Crude Oil Higher on API Data, OPEC Cuts

oil-rigsGasoline inventories fell by 3.15 million barrels, according to the report;

Kuwait’s Oil Minister said on Tuesday #OPEC is committed to restore the balance of the oil market

 

The American Petroleum Institute #API reported a draw of 1.5 million barrels in crude oil inventories for last week, compared to analyst expectations of  a draw of 2.3 million barrels for the week ending May 19. This week’s crude oil inventory draw was accompanied by across the board draws for gasoline, distillates, and oil at the Cushing, Oklahoma facility as well.

Gasoline inventories fell by 3.15 million barrels, according to the report.

For the Week, distillate inventories fell by 1.85 million barrels—offsetting the 1.8 million barrel build last week.

The U.S. Energy Information Administration report on oil inventories is due Wednesday at 10:30 a.m. EDT.
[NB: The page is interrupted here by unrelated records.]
//! Configuration loading
//!
//! Builds a [`postbox_domain::Config`] from environment variables or files.

pub mod loader;

// Re-export commonly used items
pub use loader::{load, load_from_env, load_from_file, parse_config, probe_config_paths};
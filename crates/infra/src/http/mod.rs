pub mod client;

pub use client::{HttpClient, HttpClientBuilder};
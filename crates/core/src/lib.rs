//! # Postbox Core
//!
//! Session and request logic - no infrastructure dependencies.
//!
//! This crate contains:
//! - Port interfaces for HTTP dispatch and credential persistence
//! - The session manager (login, renewal, logout)
//! - The request pipeline with its authorization-retry protocol
//! - The callback-style [`ApiService`] facade with [`MessagingService`] and [`ScheduleService`]
//!
//! ## Architecture Principles
//! - Only depends on `postbox-domain`
//! - No network, filesystem, or keychain code
//! - All external effects via traits

pub mod api;
pub mod credentials;
pub mod http;
pub mod messaging;
pub mod pipeline;
pub mod schedule;
pub mod session;

#[cfg(test)]
pub mod testing;

pub use api::{report, ApiService};
pub use credentials::{CredentialStore, InMemoryCredentialStore};
pub use http::{HttpRequest, HttpResponse, HttpTransport};
pub use messaging::MessagingService;
pub use pipeline::{AuthRetry, RequestPipeline, ResponseDecoder, RetryDecision, RetryState};
pub use schedule::ScheduleService;
pub use session::{BearerToken, LoginOutcome, SessionManager};
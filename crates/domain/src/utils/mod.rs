//! Shared domain utilities

pub mod serde;
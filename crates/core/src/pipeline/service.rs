//! Authenticated request pipeline

use std::sync::Arc;

use postbox_domain::constants::DEFAULT_MAX_AUTH_ATTEMPTS;
use postbox_domain::{HttpMethod, PostboxError, RequestDescriptor, Result};
use serde::de::DeserializeOwned;
use serde::Serialize;
use tracing::{debug, instrument, warn};

use super::decoder::ResponseDecoder;
use super::request::build_request;
use super::retry::{AuthRetry, RetryDecision};
use crate::http::{HttpResponse, HttpTransport};
use crate::session::SessionManager;

/// Dispatches descriptors, attaching the session's bearer token and driving
/// the authorization-retry protocol on 401 responses
pub struct RequestPipeline {
    transport: Arc<dyn HttpTransport>,
    sessions: Arc<SessionManager>,
    max_auth_attempts: u32,
}

impl RequestPipeline {
    pub fn new(transport: Arc<dyn HttpTransport>, sessions: Arc<SessionManager>) -> Self {
        Self { transport, sessions, max_auth_attempts: DEFAULT_MAX_AUTH_ATTEMPTS }
    }

    /// Total dispatches allowed per call, at least one
    #[must_use]
    pub fn with_max_auth_attempts(mut self, max_auth_attempts: u32) -> Self {
        self.max_auth_attempts = max_auth_attempts.max(1);
        self
    }

    pub fn sessions(&self) -> &Arc<SessionManager> {
        &self.sessions
    }

    /// Send and return the raw success body, empty for 204/202.
    #[instrument(skip(self, descriptor), fields(method = %descriptor.method, endpoint = %descriptor.endpoint))]
    pub async fn send(&self, descriptor: &RequestDescriptor) -> Result<String> {
        let response = self.dispatch(descriptor).await?;
        ResponseDecoder::raw(&response)
    }

    /// Send and decode the success body as `T`.
    #[instrument(skip(self, descriptor), fields(method = %descriptor.method, endpoint = %descriptor.endpoint))]
    pub async fn send_typed<T: DeserializeOwned>(&self, descriptor: &RequestDescriptor) -> Result<T> {
        let response = self.dispatch(descriptor).await?;
        ResponseDecoder::decode(&response)
    }

    /// Serialize `body` as JSON, send, and decode the result as `T`.
    pub async fn send_json<B, T>(
        &self,
        method: HttpMethod,
        endpoint: &str,
        body: &B,
        requires_auth: bool,
    ) -> Result<T>
    where
        B: Serialize + ?Sized + Sync,
        T: DeserializeOwned,
    {
        let mut descriptor = RequestDescriptor::new(method, endpoint).with_json(body)?;
        if !requires_auth {
            descriptor = descriptor.unauthenticated();
        }
        self.send_typed(&descriptor).await
    }

    async fn dispatch(&self, descriptor: &RequestDescriptor) -> Result<HttpResponse> {
        if !descriptor.requires_auth {
            debug!("dispatching unauthenticated request");
            return self.transport.execute(build_request(descriptor, None)).await;
        }

        let mut bearer = self.sessions.bearer().await.ok_or_else(PostboxError::missing_token)?;
        let mut retry = AuthRetry::new(self.max_auth_attempts);

        loop {
            retry.record_dispatch();
            debug!(attempt = retry.attempts(), "dispatching request");
            let response = self.transport.execute(build_request(descriptor, Some(&bearer.token))).await?;

            match retry.observe(response.is_unauthorized()) {
                RetryDecision::Deliver => return Ok(response),
                RetryDecision::Exhausted => {
                    warn!(attempts = retry.attempts(), "authorization retries exhausted");
                    return Err(PostboxError::endpoint_unauthorized());
                }
                RetryDecision::Renew => {
                    if let Err(err) = self.sessions.renew_after(bearer.generation).await {
                        warn!(error = %err, kind = err.label(), "token renewal failed during retry");
                    }
                    match self.sessions.bearer().await {
                        Some(next) => bearer = next,
                        None => {
                            retry.exhaust();
                            warn!(attempts = retry.attempts(), "no session left after renewal");
                            return Err(PostboxError::endpoint_unauthorized());
                        }
                    }
                }
            }
        }
    }
}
WTI prices have risen this week, from $48.76 last week to $51.41 per barrel on Tuesday. Brent was trading at $54.11, compared to $51.78 last week.

#WTI = West Texas Intermediate

Prices are supported by production cuts from OPEC but prices have been kept in check by domestic productions.

Kuwait Calls for Deeper Cuts

Kuwait’s Oil Minister said on Tuesday #OPEC is committed to restore the balance of the oil market and is not ruling out any option for discussion at the upcoming meeting on Thursday, including considering deeper cuts.

“All options are on the table and could be discussed. However, any agreement should be satisfactory for all parties. And if necessity arises, we could increase the output cut. But it is premature to talk about that now,” the minister said.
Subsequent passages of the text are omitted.